━━━━━ Data shown ━━━━━
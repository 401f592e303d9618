use super::{AreaLight, EmissionSample, Light, LightSample};
use crate::{
    interaction::Interaction,
    math::{Normal, Point2, Point3, Ray, Spectrum, Vec3},
    sampling::{cosine_sample_hemisphere, uniform_sample_triangle, Distribution1D},
    valo_warn,
    visibility::VisibilityTester,
};

// Based on Physically Based Rendering 3rd ed.
// https://pbr-book.org/3ed-2018/Light_Sources/Area_Lights
// https://www.pbr-book.org/3ed-2018/Light_Transport_I_Surface_Reflection/Sampling_Light_Sources

/// One-sided diffuse emitter over a triangle mesh.
///
/// Emits on the side the triangles' geometric normals point to. Points are
/// sampled proportional to surface area through a cumulative distribution
/// over the triangles.
pub struct DiffuseAreaLight {
    triangles: Vec<[Point3<f32>; 3]>,
    l_emit: Spectrum<f32>,
    area_distribution: Distribution1D,
    area: f32,
}

impl DiffuseAreaLight {
    pub fn new(triangles: Vec<[Point3<f32>; 3]>, l_emit: Spectrum<f32>) -> Self {
        assert!(
            !triangles.is_empty(),
            "Area light needs at least one triangle"
        );

        let areas: Vec<f32> = (0..triangles.len())
            .map(|i| triangle_area(&triangles[i]))
            .collect();
        let area: f32 = areas.iter().sum();
        if area == 0.0 {
            valo_warn!("Area light with degenerate triangles only");
        }

        Self {
            triangles,
            l_emit,
            area_distribution: Distribution1D::new(&areas),
            area,
        }
    }

    /// Total surface area of the mesh.
    pub fn area(&self) -> f32 {
        self.area
    }

    /// Geometric normal of triangle `i`.
    pub fn triangle_normal(&self, i: usize) -> Normal<f32> {
        let [a, b, c] = self.triangles[i];
        Normal::from((b - a).cross(c - a).normalized())
    }

    /// Emitted radiance of triangle `i` toward `w`.
    pub fn triangle_radiance(&self, i: usize, w: Vec3<f32>) -> Spectrum<f32> {
        self.radiance(self.triangle_normal(i), w)
    }

    /// Draws a point uniform in area: `uc` picks the triangle through the
    /// area distribution, `u` a barycentric point on it. Returns the point,
    /// its normal, the area measure density and the triangle index.
    pub fn sample_point(&self, uc: f32, u: Point2<f32>) -> (Point3<f32>, Normal<f32>, f32, usize) {
        let (tri, _) = self.area_distribution.sample_discrete(uc);
        let b = uniform_sample_triangle(u);

        let [a, bb, c] = self.triangles[tri];
        let p = a + ((bb - a) * b.x + (c - a) * b.y);

        let pdf_area = if self.area > 0.0 { 1.0 / self.area } else { 0.0 };
        (p, self.triangle_normal(tri), pdf_area, tri)
    }

    /// Intersects the light's own mesh, returning distance and triangle
    /// index of the closest hit.
    pub fn intersect(&self, ray: &Ray<f32>) -> Option<(f32, usize)> {
        let mut closest: Option<(f32, usize)> = None;
        for (i, tri) in self.triangles.iter().enumerate() {
            if let Some(t) = intersect_triangle(ray, tri) {
                if t < closest.map_or(ray.t_max, |(ct, _)| ct) {
                    closest = Some((t, i));
                }
            }
        }
        closest
    }
}

impl Light for DiffuseAreaLight {
    fn power(&self) -> Spectrum<f32> {
        self.l_emit * self.area * std::f32::consts::PI
    }

    fn sample_li(&self, it: &Interaction, u: Point2<f32>) -> LightSample {
        // Reuse the first dimension for triangle selection, remapped back
        // to [0, 1) over the chosen slice
        let (tri, pmf) = self.area_distribution.sample_discrete(u.x);
        let uc = if pmf > 0.0 {
            ((u.x - self.area_distribution.cdf()[tri]) / pmf).clamp(0.0, 1.0 - f32::EPSILON)
        } else {
            u.x
        };
        let b = uniform_sample_triangle(Point2::new(uc, u.y));

        let [a, bb, c] = self.triangles[tri];
        let p = a + ((bb - a) * b.x + (c - a) * b.y);
        let n = self.triangle_normal(tri);

        let to_light = p - it.p;
        let dist_sqr = to_light.len_sqr();
        if dist_sqr == 0.0 || self.area == 0.0 {
            return LightSample {
                wi: Vec3::zeros(),
                li: Spectrum::zeros(),
                pdf: 0.0,
                vis: None,
            };
        }
        let wi = to_light / dist_sqr.sqrt();

        // Area measure to solid angle at the shading point
        let cos_light = n.dot_v(-wi).abs();
        let pdf = if cos_light == 0.0 {
            0.0
        } else {
            dist_sqr / (cos_light * self.area)
        };

        let li = self.radiance(n, -wi);

        let vis = Some(VisibilityTester::new(*it, Interaction { p, n }));

        LightSample { wi, li, pdf, vis }
    }

    fn pdf_li(&self, it: &Interaction, wi: Vec3<f32>) -> f32 {
        let ray = it.spawn_ray(wi);
        let Some((t, tri)) = self.intersect(&ray) else {
            return 0.0;
        };

        let p = ray.point(t);
        let cos_light = self.triangle_normal(tri).dot_v(-wi).abs();
        if cos_light == 0.0 || self.area == 0.0 {
            return 0.0;
        }
        it.p.dist_sqr(p) / (cos_light * self.area)
    }

    fn radiance_along(
        &self,
        it: &Interaction,
        wi: Vec3<f32>,
    ) -> (Spectrum<f32>, Option<VisibilityTester>) {
        let ray = it.spawn_ray(wi);
        let Some((t, tri)) = self.intersect(&ray) else {
            return (Spectrum::zeros(), None);
        };

        let p = ray.point(t);
        let n = self.triangle_normal(tri);
        let li = self.radiance(n, -wi);
        let vis = VisibilityTester::new(*it, Interaction { p, n });

        (li, Some(vis))
    }

    fn sample_le(&self, u1: Point2<f32>, u2: Point2<f32>) -> EmissionSample {
        let (p, n, pdf_area, _) = self.sample_point(u1.x, Point2::new(u1.y, u2.x));

        // Cosine-weighted direction in the frame of the emitting side
        let d_local = cosine_sample_hemisphere(u2);
        let (v1, v2) = {
            let nv = Vec3::from(n);
            let v1 = if nv.x.abs() > nv.y.abs() {
                Vec3::new(-nv.z, 0.0, nv.x) / (nv.x * nv.x + nv.z * nv.z).sqrt()
            } else {
                Vec3::new(0.0, nv.z, -nv.y) / (nv.y * nv.y + nv.z * nv.z).sqrt()
            };
            (v1, nv.cross(v1))
        };
        let d = v1 * d_local.x + v2 * d_local.y + Vec3::from(n) * d_local.z;

        EmissionSample {
            ray: Interaction { p, n }.spawn_ray(d),
            n,
            li: self.l_emit,
            pdf_pos: pdf_area,
            pdf_dir: d_local.z.abs() * std::f32::consts::FRAC_1_PI,
        }
    }

    fn direction_from(&self, p: Point3<f32>) -> Option<Vec3<f32>> {
        // Direction toward the mesh centroid
        let mut centroid = Vec3::zeros();
        for [a, b, c] in &self.triangles {
            centroid += ((*a - Point3::zeros()) + (*b - Point3::zeros()) + (*c - Point3::zeros()))
                / 3.0;
        }
        centroid /= self.triangles.len() as f32;

        let to_light = centroid - (p - Point3::zeros());
        if to_light.len_sqr() == 0.0 {
            None
        } else {
            Some(to_light.normalized())
        }
    }
}

impl AreaLight for DiffuseAreaLight {
    fn radiance(&self, n: Normal<f32>, w: Vec3<f32>) -> Spectrum<f32> {
        if n.dot_v(w) > 0.0 {
            self.l_emit
        } else {
            Spectrum::zeros()
        }
    }
}

fn triangle_area(tri: &[Point3<f32>; 3]) -> f32 {
    let [a, b, c] = *tri;
    0.5 * (b - a).cross(c - a).len()
}

/// Möller-Trumbore ray-triangle test.
fn intersect_triangle(ray: &Ray<f32>, tri: &[Point3<f32>; 3]) -> Option<f32> {
    let [a, b, c] = *tri;
    let e1 = b - a;
    let e2 = c - a;

    let p = ray.d.cross(e2);
    let det = e1.dot(p);
    if det.abs() < 1e-9 {
        return None;
    }

    let inv_det = 1.0 / det;
    let s = ray.o - a;
    let u = s.dot(p) * inv_det;
    if !(0.0..=1.0).contains(&u) {
        return None;
    }

    let q = s.cross(e1);
    let v = ray.d.dot(q) * inv_det;
    if v < 0.0 || u + v > 1.0 {
        return None;
    }

    let t = e2.dot(q) * inv_det;
    if t > 0.0 && t < ray.t_max {
        Some(t)
    } else {
        None
    }
}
━━━━━
[What is needed] The lines to return are those in the records above that hold the word "mesh".

[Task solution]
/// One-sided diffuse emitter over a triangle mesh.
    /// Total surface area of the mesh.
    /// Intersects the light's own mesh, returning distance and triangle
        // Direction toward the mesh centroid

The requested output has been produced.